Being the new kid on the block has its merits and drawbacks. In the instance of the former, it usually involves having a clean slate or canvas to paint your own brushstrokes as you see fit. The latter, meanwhile, can be marred with critiques from many quarters who are usually watching from the sidelines in anticipation.
In the automotive industry, this rings even truer when one looks back at where Toyota was when it entered the SA market back in 1961. It was essentially a non-entity, an enigma among a sea of British, US, Italian and German hailing car brands that were at the time in vogue. However, as the 1970s oil crisis hit the world, it took a stronghold on the economy and subsequently car ownership, as the price of fuel skyrocketed to dizzying heights. As motorists clamoured to find more economical ways of travel, suddenly the puny-engined Toyotas gained popularity as they came with a slightly more palatable price point, were relative sippers of fuel, and proved to be decidedly reliable.
Today, Toyota is one of the largest car manufacturers in the world, not to mention one of the most recognisable nameplates. Korean manufacturers, KIA and Hyundai experienced a similar trajectory, although theirs was a relatively shorter road to establishing themselves. This brings me firmly to the subject of this piece, the Haval Jolion. Back in 2017, the brand, which is the SUV subsidiary of GWM (Great Wall Motors), entered the market and with it declared some brave and bold statements of becoming one of the largest SUV brands in SA.
Many have sniggered at this, but that was short-lived, as Haval has managed to make significant inroads in a very short period of time. Next time you’re out on the road, just take a look around and play “spot a Haval” and you’ll be taken aback at just how many models from the marque are trundling our roads. The mid-sized H2, in particular, has proven to be a popular choice, borne out by a relatively more affordable price tag in the segment.
Enter the Jolion, which essentially replaces the H2, taking the fight directly to the B segment SUV competitors, and see how it has moved the goalposts forward. Our flagship Super Luxury version comes with a litany of standard features including a panoramic sunroof, LED headlights and daytime running lights and lashings of chrome embellishments that are perhaps a touch overzealous.
That aside, the Jolion represents the Chinese marque’s next generation of cars and is a far cry from the H2 it succinctly replaces. This is attributable to the aforementioned cabin architecture with fairly high-quality surfaces and tactile materials. It is, unequivocally, one of the best put-together Chinese cars I’ve experienced yet.
Stylistically, I think it manages to look modern and mimic more premium offerings, thanks in part to the design team led by former Land Rover designer, Phil Simmons. There is, to a large extent, a golden design thread that weaves through both the Jolion and the Land Rover Evoque, particularly in the cabin architecture. For starters, the centre console with its rotary gear selector has more than a whiff of Evoque, not to mention the three-spoke steering wheel.

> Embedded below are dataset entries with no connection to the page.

use crate::{canvas::ImageBuf, config};

use anyhow::{anyhow, bail};
use futures::{sink::SinkExt, StreamExt};
use gloo_worker::reactor::{reactor, ReactorScope};
use leptos::logging::{error, log};
use retinoscan::{image::DynamicImage, Classifier, Event, Prediction, RequestId};
use serde::{Deserialize, Serialize};

#[derive(Debug, Clone, Serialize, Deserialize)]
pub struct AnalysisRequest {
    pub id: RequestId,
    pub frame: ImageBuf,
}

#[derive(Debug, Clone, Serialize, Deserialize)]
pub enum WorkerEvent {
    ModelReady,
    ModelUnavailable { reason: String },
    Completed { id: RequestId, prediction: Prediction },
    Failed { id: RequestId, reason: String },
}

impl From<WorkerEvent> for Event {
    fn from(event: WorkerEvent) -> Self {
        match event {
            WorkerEvent::ModelReady => Event::ModelLoaded,
            WorkerEvent::ModelUnavailable { reason } => Event::ModelFailed(reason),
            WorkerEvent::Completed { id, prediction } => Event::Completed(id, prediction),
            WorkerEvent::Failed { id, reason } => Event::Failed(id, reason),
        }
    }
}

type Scope = ReactorScope<AnalysisRequest, WorkerEvent>;

async fn load_model() -> anyhow::Result<Classifier> {
    let clock = web_time::Instant::now();
    let response = gloo_net::http::Request::get(config::MODEL_URL)
        .send()
        .await
        .map_err(|e| anyhow!("fetch {}: {}", config::MODEL_URL, e))?;
    if !response.ok() {
        bail!("fetch {}: HTTP {}", config::MODEL_URL, response.status());
    }
    let bytes = response.binary().await?;
    log!("downloaded {} model bytes in {:?}", bytes.len(), clock.elapsed());

    let clock = web_time::Instant::now();
    let model = Classifier::from_bytes(&bytes)?;
    log!("parsed model in {:?}", clock.elapsed());
    Ok(model)
}

/// Owns the classifier. Announces the load outcome once, then answers
/// requests one at a time.
#[reactor]
pub async fn ModelReactor(mut scope: Scope) {
    log!("entered model reactor");
    let model = match load_model().await {
        Ok(model) => model,
        Err(e) => {
            error!("model load failed: {:?}", e);
            let reason = format!("{e:#}");
            if let Err(e) = scope.send(WorkerEvent::ModelUnavailable { reason }).await {
                error!("failed to report model load failure: {:?}", e);
            }
            return;
        }
    };
    if let Err(e) = start_worker(&mut scope, &model).await {
        error!("worker failed: {:?}", e);
    }
    log!("model reactor finished");
}

async fn start_worker(scope: &mut Scope, model: &Classifier) -> anyhow::Result<()> {
    scope.send(WorkerEvent::ModelReady).await?;
    log!("starting worker loop");
    loop {
        let Some(AnalysisRequest { id, frame }) = scope.next().await else {
            log!("no input for worker, returning");
            return Ok(());
        };
        let event = match analyse(model, &frame) {
            Ok(prediction) => WorkerEvent::Completed { id, prediction },
            Err(e) => {
                error!("analysis {} failed: {:?}", id, e);
                WorkerEvent::Failed {
                    id,
                    reason: format!("{e:#}"),
                }
            }
        };
        scope.send(event).await?;
    }
}

fn analyse(model: &Classifier, frame: &ImageBuf) -> anyhow::Result<Prediction> {
    let img = DynamicImage::ImageRgba8(frame.to_rgba_image()?).into_rgb8();
    let clock = web_time::Instant::now();
    let prediction = model.classify(&img)?;
    log!(
        "classified {}x{} frame as {} ({}%) in {:?}",
        img.width(),
        img.height(),
        prediction.stage,
        prediction.confidence,
        clock.elapsed()
    );
    Ok(prediction)
}
use anyhow::{anyhow, Result as AnyhowResult};
use wasm_bindgen::{JsCast, JsValue};
use web_sys::{js_sys, Blob, BlobPropertyBag, HtmlAnchorElement, Url};

/// Offers `text` to the user as a file download.
pub fn download_text(file_name: &str, text: &str) -> AnyhowResult<()> {
    let parts = js_sys::Array::of1(&JsValue::from_str(text));
    let options = BlobPropertyBag::new();
    options.set_type("text/plain;charset=utf-8");
    let blob = Blob::new_with_str_sequence_and_options(&parts, &options)
        .map_err(|e| anyhow!("create blob: {:?}", e))?;
    let url =
        Url::create_object_url_with_blob(&blob).map_err(|e| anyhow!("create object url: {:?}", e))?;

    let clicked = click_link(&url, file_name);
    Url::revoke_object_url(&url).map_err(|e| anyhow!("revoke object url: {:?}", e))?;
    clicked
}

fn click_link(href: &str, file_name: &str) -> AnyhowResult<()> {
    let document = web_sys::window()
        .and_then(|window| window.document())
        .ok_or_else(|| anyhow!("no document"))?;
    let anchor = document
        .create_element("a")
        .map_err(|e| anyhow!("create anchor: {:?}", e))?
        .dyn_into::<HtmlAnchorElement>()
        .map_err(|e| anyhow!("anchor dyn cast failed: {:?}", e))?;
    anchor.set_href(href);
    anchor.set_download(file_name);
    anchor.click();
    Ok(())
}
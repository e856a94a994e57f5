use anyhow::{anyhow, bail, Result as AnyhowResult};
use leptos::prelude::*;
use retinoscan::{image::RgbaImage, resize_nearest, SourceKind, IH, IW};
use wasm_bindgen::JsCast;
use web_sys::{CanvasRenderingContext2d, HtmlImageElement, HtmlMediaElement, HtmlVideoElement};

type CanvasRef = NodeRef<leptos::html::Canvas>;
type VideoRef = NodeRef<leptos::html::Video>;
type ImageRef = NodeRef<leptos::html::Img>;

#[derive(Debug, Clone, Copy)]
pub struct RenderState {
    pub video: VideoRef,
    pub image: ImageRef,
    pub temporary_canvas: CanvasRef,
}

/// RGBA pixels of one frame, as sent to the model worker.
#[derive(Debug, Clone, PartialEq, Eq, serde::Serialize, serde::Deserialize)]
pub struct ImageBuf {
    width: u32,
    height: u32,
    pixels_base64: String,
}

impl ImageBuf {
    pub fn new(width: u32, height: u32, pixels: impl AsRef<[u8]>) -> Self {
        use base64::prelude::*;
        let pixels_base64 = BASE64_STANDARD.encode(pixels);
        Self {
            width,
            height,
            pixels_base64,
        }
    }
    pub fn to_rgba_image(&self) -> AnyhowResult<RgbaImage> {
        use base64::prelude::*;
        let buf = BASE64_STANDARD.decode(&self.pixels_base64)?;
        RgbaImage::from_vec(self.width, self.height, buf).ok_or_else(|| anyhow!("invalid ImageBuf"))
    }
}

enum Frame {
    Image(HtmlImageElement),
    Video(HtmlVideoElement),
}

impl Frame {
    fn from_state(state: RenderState, kind: SourceKind) -> AnyhowResult<Self> {
        let frame = match kind {
            SourceKind::Image => Frame::Image(
                state
                    .image
                    .get_untracked()
                    .ok_or_else(|| anyhow!("ref has no image"))?,
            ),
            SourceKind::Camera => Frame::Video(
                state
                    .video
                    .get_untracked()
                    .ok_or_else(|| anyhow!("ref has no video"))?,
            ),
        };
        Ok(frame)
    }

    /// Pixel size of the current frame, `None` while nothing is decoded.
    fn size(&self) -> Option<(u32, u32)> {
        let (width, height) = match self {
            Frame::Image(img) if img.complete() => (img.natural_width(), img.natural_height()),
            Frame::Video(video) if video.ready_state() >= HtmlMediaElement::HAVE_CURRENT_DATA => {
                (video.video_width(), video.video_height())
            }
            _ => return None,
        };
        (width > 0 && height > 0).then_some((width, height))
    }

    fn draw(&self, ctx: &CanvasRenderingContext2d, width: f64, height: f64) -> AnyhowResult<()> {
        let drawn = match self {
            Frame::Image(img) => {
                ctx.draw_image_with_html_image_element_and_dw_and_dh(img, 0., 0., width, height)
            }
            Frame::Video(video) => {
                ctx.draw_image_with_html_video_element_and_dw_and_dh(video, 0., 0., width, height)
            }
        };
        drawn.map_err(|e| anyhow!("draw image: {:?}", e))
    }
}

pub fn has_frame(state: RenderState, kind: SourceKind) -> bool {
    Frame::from_state(state, kind)
        .ok()
        .and_then(|frame| frame.size())
        .is_some()
}

/// Copies the current frame of `kind` through the hidden canvas, sampled
/// down to the model input size.
pub fn read_frame(state: RenderState, kind: SourceKind) -> AnyhowResult<ImageBuf> {
    let frame = Frame::from_state(state, kind)?;
    let Some((width, height)) = frame.size() else {
        bail!("no frame available yet")
    };
    let ctx = get_canvas_ctx(state.temporary_canvas, width, height)
        .map_err(|e| anyhow!("failed to get canvas ctx for read: {:?}", e))?;

    frame.draw(&ctx, width as f64, height as f64)?;
    let image_data = ctx
        .get_image_data(0., 0., width as f64, height as f64)
        .map_err(|e| anyhow!("get_image_data: {:?}", e))?;

    let full = RgbaImage::from_raw(image_data.width(), image_data.height(), image_data.data().0)
        .ok_or_else(|| anyhow!("image data does not match {}x{}", width, height))?;
    // canvas scaling smooths, so the nearest sampling happens here
    let sampled = resize_nearest(&full, IW as u32, IH as u32)?;
    Ok(ImageBuf::new(sampled.width(), sampled.height(), sampled.as_raw()))
}

fn get_canvas_ctx(
    canvas: CanvasRef,
    width: u32,
    height: u32,
) -> AnyhowResult<CanvasRenderingContext2d> {
    let canvas = canvas
        .get_untracked()
        .ok_or_else(|| anyhow!("ref has no canvas"))?;

    canvas.set_width(width);
    canvas.set_height(height);

    let ctx = canvas
        .get_context("2d")
        .map_err(|e| anyhow!("failed to get canvas ctx: {:?}", e))?
        .ok_or_else(|| anyhow!("no canvas ctx"))?
        .dyn_into::<web_sys::CanvasRenderingContext2d>()
        .map_err(|e| anyhow!("canvas ctx dyn cast failed: {:?}", e))?;

    Ok(ctx)
}

#[cfg(test)]
mod tests {
    use super::*;

    #[test]
    fn image_buf_carries_pixels_to_the_worker() {
        let pixels: Vec<u8> = (0..2 * 3 * 4).map(|i| i as u8).collect();
        let buf = ImageBuf::new(2, 3, &pixels);
        let img = buf.to_rgba_image().unwrap();
        assert_eq!(img.dimensions(), (2, 3));
        assert_eq!(img.into_raw(), pixels);
    }

    #[test]
    fn image_buf_with_wrong_size_is_rejected() {
        let buf = ImageBuf::new(4, 4, [0u8; 12]);
        assert!(buf.to_rgba_image().is_err());
    }
}
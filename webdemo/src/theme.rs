/// Look of the analysis page. Both variants share one component.
#[derive(Debug, Clone, Copy, PartialEq, Eq)]
pub struct Theme {
    pub name: &'static str,
    pub title: &'static str,
    pub heading: &'static str,
    /// Class on the page root, selects the palette in `style.css`.
    pub class: &'static str,
    pub sidebar: bool,
}

impl Theme {
    pub const PORTAL: Theme = Theme {
        name: "portal",
        title: "👁️ RetinoScan AI",
        heading: "Diagnostic Portal",
        class: "theme-portal",
        sidebar: true,
    };

    pub const CLINIC: Theme = Theme {
        name: "clinic",
        title: "RetinoScan AI",
        heading: "Retina Screening",
        class: "theme-clinic",
        sidebar: false,
    };

    pub const ALL: [Theme; 2] = [Theme::PORTAL, Theme::CLINIC];

    /// Picks the theme named by `?theme=` in a location search string.
    pub fn from_query(search: &str) -> Theme {
        search
            .trim_start_matches('?')
            .split('&')
            .filter_map(|pair| pair.split_once('='))
            .find(|(key, _)| *key == "theme")
            .and_then(|(_, value)| Theme::ALL.into_iter().find(|t| t.name == value))
            .unwrap_or(Theme::PORTAL)
    }
}

impl Default for Theme {
    fn default() -> Self {
        Theme::PORTAL
    }
}

#[cfg(test)]
mod tests {
    use super::*;

    #[test]
    fn theme_comes_from_the_query_string() {
        assert_eq!(Theme::from_query("?theme=clinic"), Theme::CLINIC);
        assert_eq!(Theme::from_query("?lang=en&theme=portal"), Theme::PORTAL);
        assert_eq!(Theme::from_query(""), Theme::PORTAL);
        assert_eq!(Theme::from_query("?theme=neon"), Theme::PORTAL);
    }
}
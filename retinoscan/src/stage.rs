use serde::{Deserialize, Serialize};

/// Number of classes the graph model scores.
pub const NUM_STAGES: usize = 5;

/// Severity stage of diabetic retinopathy, in class-index order.
#[derive(Debug, Clone, Copy, PartialEq, Eq, Hash, PartialOrd, Ord, Serialize, Deserialize)]
pub enum Stage {
    NoRetinopathy,
    MildNpdr,
    ModerateNpdr,
    SevereNpdr,
    ProliferativeDr,
}

#[derive(Debug, Clone, Copy, PartialEq, Eq, Hash, PartialOrd, Ord, Serialize, Deserialize)]
pub enum RiskTier {
    None,
    Low,
    Moderate,
    High,
    Critical,
}

/// Display record of a stage.
#[derive(Debug, Clone, Copy, PartialEq, Eq)]
pub struct StageInfo {
    pub name: &'static str,
    pub risk: RiskTier,
    pub description: &'static str,
    /// CSS color of the result label.
    pub color: &'static str,
    pub icon: &'static str,
}

const STAGE_TABLE: [StageInfo; NUM_STAGES] = [
    StageInfo {
        name: "No Diabetic Retinopathy",
        risk: RiskTier::None,
        description: "No visible signs of diabetic retinopathy.",
        color: "#16a34a",
        icon: "✔",
    },
    StageInfo {
        name: "Mild NPDR",
        risk: RiskTier::Low,
        description: "Microaneurysms only. Routine annual screening.",
        color: "#ca8a04",
        icon: "●",
    },
    StageInfo {
        name: "Moderate NPDR",
        risk: RiskTier::Moderate,
        description: "More than microaneurysms but less than severe NPDR.",
        color: "#ea580c",
        icon: "▲",
    },
    StageInfo {
        name: "Severe NPDR",
        risk: RiskTier::High,
        description: "Extensive intraretinal hemorrhages or venous beading.",
        color: "#dc2626",
        icon: "■",
    },
    StageInfo {
        name: "Proliferative DR",
        risk: RiskTier::Critical,
        description: "Neovascularization or vitreous hemorrhage. Urgent referral.",
        color: "#7f1d1d",
        icon: "✖",
    },
];

impl Stage {
    pub const ALL: [Stage; NUM_STAGES] = [
        Stage::NoRetinopathy,
        Stage::MildNpdr,
        Stage::ModerateNpdr,
        Stage::SevereNpdr,
        Stage::ProliferativeDr,
    ];

    #[inline]
    pub const fn index(self) -> usize {
        self as usize
    }

    pub fn from_index(index: usize) -> Option<Self> {
        Self::ALL.get(index).copied()
    }

    #[inline]
    pub fn info(self) -> &'static StageInfo {
        &STAGE_TABLE[self.index()]
    }

    pub fn name(self) -> &'static str {
        self.info().name
    }

    pub fn risk(self) -> RiskTier {
        self.info().risk
    }
}

impl std::fmt::Display for Stage {
    fn fmt(&self, f: &mut std::fmt::Formatter<'_>) -> std::fmt::Result {
        f.write_str(self.name())
    }
}

impl RiskTier {
    pub fn label(self) -> &'static str {
        match self {
            RiskTier::None => "none",
            RiskTier::Low => "low",
            RiskTier::Moderate => "moderate",
            RiskTier::High => "high",
            RiskTier::Critical => "critical",
        }
    }
}
use crate::{
    bridge::{self, Deadline, ModelLink},
    canvas::{self, RenderState},
    config,
    download::download_text,
    worker::AnalysisRequest,
    Theme,
};
use leptos::{logging::*, prelude::*};
use leptos_use::{use_user_media, UseUserMediaReturn};
use retinoscan::{Event, ModelStatus, Report, RequestId, Session, SourceKind};
use wasm_bindgen::{JsCast, JsValue};
use web_sys::{js_sys, Url};

#[component]
pub fn App(#[prop(optional)] theme: Theme) -> impl IntoView {
    let video_ref = NodeRef::<leptos::html::Video>::new();
    let image_ref = NodeRef::<leptos::html::Img>::new();
    let file_ref = NodeRef::<leptos::html::Input>::new();
    let temporary_canvas_ref = NodeRef::<leptos::html::Canvas>::new();
    let state = RenderState {
        video: video_ref,
        image: image_ref,
        temporary_canvas: temporary_canvas_ref,
    };

    let session = RwSignal::new(Session::default());
    let object_url = StoredValue::new(None::<String>);
    let link = StoredValue::new_local(ModelLink::connect(move |event| {
        dispatch(session, event.into())
    }));
    let load_timer = bridge::after(config::MODEL_LOAD_TIMEOUT, move || {
        dispatch(session, Event::ModelFailed("model did not load in time".to_string()))
    });
    let deadline = StoredValue::new(None::<Deadline>);
    Effect::new(move |_| {
        let pending = session.with(Session::pending);
        deadline.update_value(|slot| Deadline::settle(slot, pending));
    });

    let UseUserMediaReturn { stream, start, stop, .. } = use_user_media();

    Effect::new(move |_| {
        let Some(video) = video_ref.get() else {
            return;
        };
        match stream.get() {
            Some(Ok(stream)) => video.set_src_object(Some(&stream)),
            Some(Err(e)) => {
                let reason = js_error_message(&e);
                error!("failed to get media stream: {}", reason);
                dispatch(session, Event::CameraDenied(reason));
            }
            None => video.set_src_object(None),
        }
    });

    let on_upload = {
        let stop = stop.clone();
        move |_| {
            let Some(input) = file_ref.get_untracked() else {
                return;
            };
            let Some(file) = input.files().and_then(|files| files.get(0)) else {
                return;
            };
            let url = match Url::create_object_url_with_blob(&file) {
                Ok(url) => url,
                Err(e) => {
                    error!("failed to create object url: {:?}", e);
                    return;
                }
            };
            // the same file may be picked again
            input.set_value("");

            stop();
            dispatch(session, Event::ImageSelected);
            replace_object_url(object_url, Some(url.clone()));
            if let Some(img) = image_ref.get_untracked() {
                img.set_src(&url);
            }
        }
    };

    let on_camera = move |_| {
        dispatch(session, Event::CameraRequested);
        start();
        if canvas::has_frame(state, SourceKind::Camera) {
            dispatch(session, Event::SourceReady(SourceKind::Camera));
        }
    };

    let on_run = move |_| {
        let Some((id, kind)) = begin(session) else {
            return;
        };
        log!("starting analysis {} on {:?}", id, kind);
        let frame = match canvas::read_frame(state, kind) {
            Ok(frame) => frame,
            Err(e) => {
                warn!("analysis {} has no frame: {:?}", id, e);
                dispatch(session, Event::FrameUnavailable(id));
                return;
            }
        };
        if let Err(e) = link.with_value(|link| link.send(AnalysisRequest { id, frame })) {
            error!("failed to send analysis {}: {:?}", id, e);
            dispatch(session, Event::Failed(id, e.to_string()));
            return;
        }
        let timer = bridge::after(config::ANALYSIS_TIMEOUT, move || {
            dispatch(session, Event::TimedOut(id))
        });
        deadline.update_value(|slot| {
            if let Some(previous) = slot.replace(Deadline::new(id, timer)) {
                previous.cancel();
            }
        });
    };

    on_cleanup(move || {
        stop();
        load_timer.abort();
        deadline.update_value(|slot| Deadline::settle(slot, None));
        link.with_value(ModelLink::close);
        replace_object_url(object_url, None);
    });

    let status = move || {
        session.with(|s| match s.model() {
            ModelStatus::Loading => ("badge loading", "Loading Model..."),
            ModelStatus::Ready => ("badge online", "AI System Online"),
            ModelStatus::Unavailable(_) => ("badge unavailable", "Model Unavailable"),
        })
    };
    let is_camera = move || session.with(|s| s.source().kind() == Some(SourceKind::Camera));

    view! {
      <div class=format!("layout {}", theme.class)>
        {theme.sidebar.then(|| view! { <Sidebar title=theme.title/> })}
        <main class="content">
          <header class="content-header">
            <h2>{theme.heading}</h2>
            <span class=move || status().0>{move || status().1}</span>
          </header>

          <section class="grid">
            <div class="card">
              <h3>"Acquisition"</h3>
              <div class="viewport">
                <video
                  node_ref=video_ref
                  class=move || if is_camera() { "frame" } else { "hidden" }
                  controls=false
                  autoplay=true
                  muted=true
                  on:loadeddata=move |_| dispatch(session, Event::SourceReady(SourceKind::Camera))
                ></video>
                <img
                  node_ref=image_ref
                  alt="Fundus photo"
                  class=move || if is_camera() { "hidden" } else { "frame contain" }
                  on:load=move |_| dispatch(session, Event::SourceReady(SourceKind::Image))
                  on:error=move |_| {
                      warn!("uploaded file could not be decoded as an image");
                      dispatch(
                          session,
                          Event::SourceFailed(SourceKind::Image, "unsupported or corrupt file".to_string()),
                      );
                  }
                />
              </div>
              <div class="controls">
                <input type="file" accept="image/*" hidden=true node_ref=file_ref on:change=on_upload/>
                <button
                  class="btn"
                  on:click=move |_| {
                      if let Some(input) = file_ref.get_untracked() {
                          input.click();
                      }
                  }
                >
                  "Upload"
                </button>
                <button class="btn" on:click=on_camera>"Camera"</button>
                <button
                  class="btn btn-primary"
                  disabled=move || !session.with(Session::can_run)
                  on:click=on_run
                >
                  {move || if session.with(Session::is_busy) { "Analyzing..." } else { "Run Analysis" }}
                </button>
              </div>
              {move || {
                  session
                      .with(|s| match s.model() {
                          ModelStatus::Unavailable(reason) => Some(format!("Model unavailable: {reason}")),
                          _ => s.notice().map(str::to_string),
                      })
                      .map(|notice| view! { <p class="notice">{notice}</p> })
              }}
              <canvas node_ref=temporary_canvas_ref style="display: none;"></canvas>
            </div>

            {move || session.with(|s| s.report().map(|report| result_card(&report)))}
          </section>
        </main>
      </div>
    }
}

#[component]
fn Sidebar(title: &'static str) -> impl IntoView {
    view! {
      <aside class="sidebar">
        <h1>{title}</h1>
        <nav>
          <div class="nav-item active">"Dashboard"</div>
          <div class="nav-item">"Analytics"</div>
          <div class="nav-item">"Records"</div>
        </nav>
      </aside>
    }
}

fn result_card(report: &Report<'_>) -> impl IntoView {
    let info = report.prediction.stage.info();
    let confidence = report.prediction.confidence.to_string();
    let file_name = report.file_name();
    let text = report.to_string();
    let on_download = move |_| {
        if let Err(e) = download_text(&file_name, &text) {
            error!("report download failed: {:?}", e);
        }
    };

    view! {
      <div class="card result">
        <h3>"Result"</h3>
        <div class="result-label" style=format!("color: {};", info.color)>
          <span class="icon">{info.icon}</span>
          {info.name}
        </div>
        <p class="muted">"Confidence Score: " {confidence} "%"</p>
        <p class="risk">"Risk tier: " {info.risk.label()}</p>
        <p class="muted">{info.description}</p>
        <button class="btn btn-dark wide" on:click=on_download>"Download Report"</button>
      </div>
    }
}

fn dispatch(session: RwSignal<Session>, event: Event) {
    let _ = session.try_update(|s| *s = std::mem::take(s).apply(event));
}

/// Opens a request if the session allows one.
fn begin(session: RwSignal<Session>) -> Option<(RequestId, SourceKind)> {
    session
        .try_update(|s| match s.start() {
            Ok((next, id)) => {
                let kind = next.pending_source();
                *s = next;
                kind.map(|kind| (id, kind))
            }
            Err(blocked) => {
                warn!("analysis refused: {}", blocked);
                None
            }
        })
        .flatten()
}

fn replace_object_url(store: StoredValue<Option<String>>, next: Option<String>) {
    let previous = store.try_update_value(|url| std::mem::replace(url, next)).flatten();
    if let Some(url) = previous {
        let _ = Url::revoke_object_url(&url).inspect_err(|e| {
            warn!("failed to revoke object url: {:?}", e);
        });
    }
}

fn js_error_message(value: &JsValue) -> String {
    value
        .dyn_ref::<js_sys::Error>()
        .map(|e| String::from(e.message()))
        .or_else(|| value.as_string())
        .unwrap_or_else(|| format!("{:?}", value))
}
use crate::{Prediction, SourceKind};
use std::fmt;

const DISCLAIMER: &str = "Screening aid only. Not a diagnosis; \
    confirm every result with a qualified ophthalmologist.";

/// Plain-text screening summary of one prediction.
#[derive(Debug, Clone, Copy)]
pub struct Report<'a> {
    pub prediction: &'a Prediction,
    pub source: SourceKind,
}

impl<'a> Report<'a> {
    pub fn new(prediction: &'a Prediction, source: SourceKind) -> Self {
        Self { prediction, source }
    }

    pub fn file_name(&self) -> String {
        let slug: String = self
            .prediction
            .stage
            .name()
            .chars()
            .map(|c| if c.is_ascii_alphanumeric() { c.to_ascii_lowercase() } else { '-' })
            .collect();
        format!("retinoscan-{slug}.txt")
    }
}

impl fmt::Display for Report<'_> {
    fn fmt(&self, f: &mut fmt::Formatter<'_>) -> fmt::Result {
        let stage = self.prediction.stage;
        let info = stage.info();
        let source = match self.source {
            SourceKind::Image => "uploaded image",
            SourceKind::Camera => "camera frame",
        };
        writeln!(f, "RetinoScan AI screening report")?;
        writeln!(f)?;
        writeln!(f, "Source:      {source}")?;
        writeln!(f, "Stage:       {} (class {})", info.name, stage.index())?;
        writeln!(f, "Risk tier:   {}", info.risk.label())?;
        writeln!(f, "Confidence:  {}%", self.prediction.confidence)?;
        writeln!(f, "Notes:       {}", info.description)?;
        writeln!(f)?;
        writeln!(f, "{DISCLAIMER}")
    }
}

Our flagship Super Luxury version comes with a litany of standard features including a panoramic sunroof, LED headlights and daytime running lights and lashings of chrome embellishments that are perhaps a touch overzealous.
The 1.5-litre turbocharged power plant has also been given the once-over and manages to pull the compact SUV with much conviction - once past that turbo lag twilight zone, it offers enough low-down torque to criss-cross the urban jungle with ease. And even with a front-wheel-drive configuration, there’s a surefooted adeptness in its road manners to even conquer slushy road and gravel surfaces with aplomb.
Of course, there are a few niggles that I feel need some tweaking and attention. These include, among other things, the DCT transmission that feels decidedly sluggish for a twin-clutch setup, as it slurs through gear changes, even in Sport mode. Also, the active safety systems are too intrusive for my liking, with the lane keep assist lacking the intuitive, organic feel that assists instead of overriding the driver’s inputs as is the case here.
Then there is the incessant beeping of the radar-based front distance control, which had even my four-year-old begging for me to turn it off. Then there’s the infotainment screen that, while having great resolution and is easily legible, has a maze-like menu that takes some getting used to.
At R398 900 for this flagship Super Luxury variant, the Haval Jolion manages to undercut most of its competitors by a notable margin, particularly in this price sensitive segment. Included in the price is a standard 5-year/60 000 km service plan and 5-year/100 000 km warranty, which are also competitive.
That said, the Haval Jolion is a great proposition, a far cry from the H2 it replaces and pushing the boundaries in terms of perceived and tactile quality. Many may have sniggered at the arrival of the Haval brand in SA and the bold plans it mapped out then. From where I am standing, you can ignore the Haval brand at your own peril since this is definitely the brand to watch in the foreseeable future.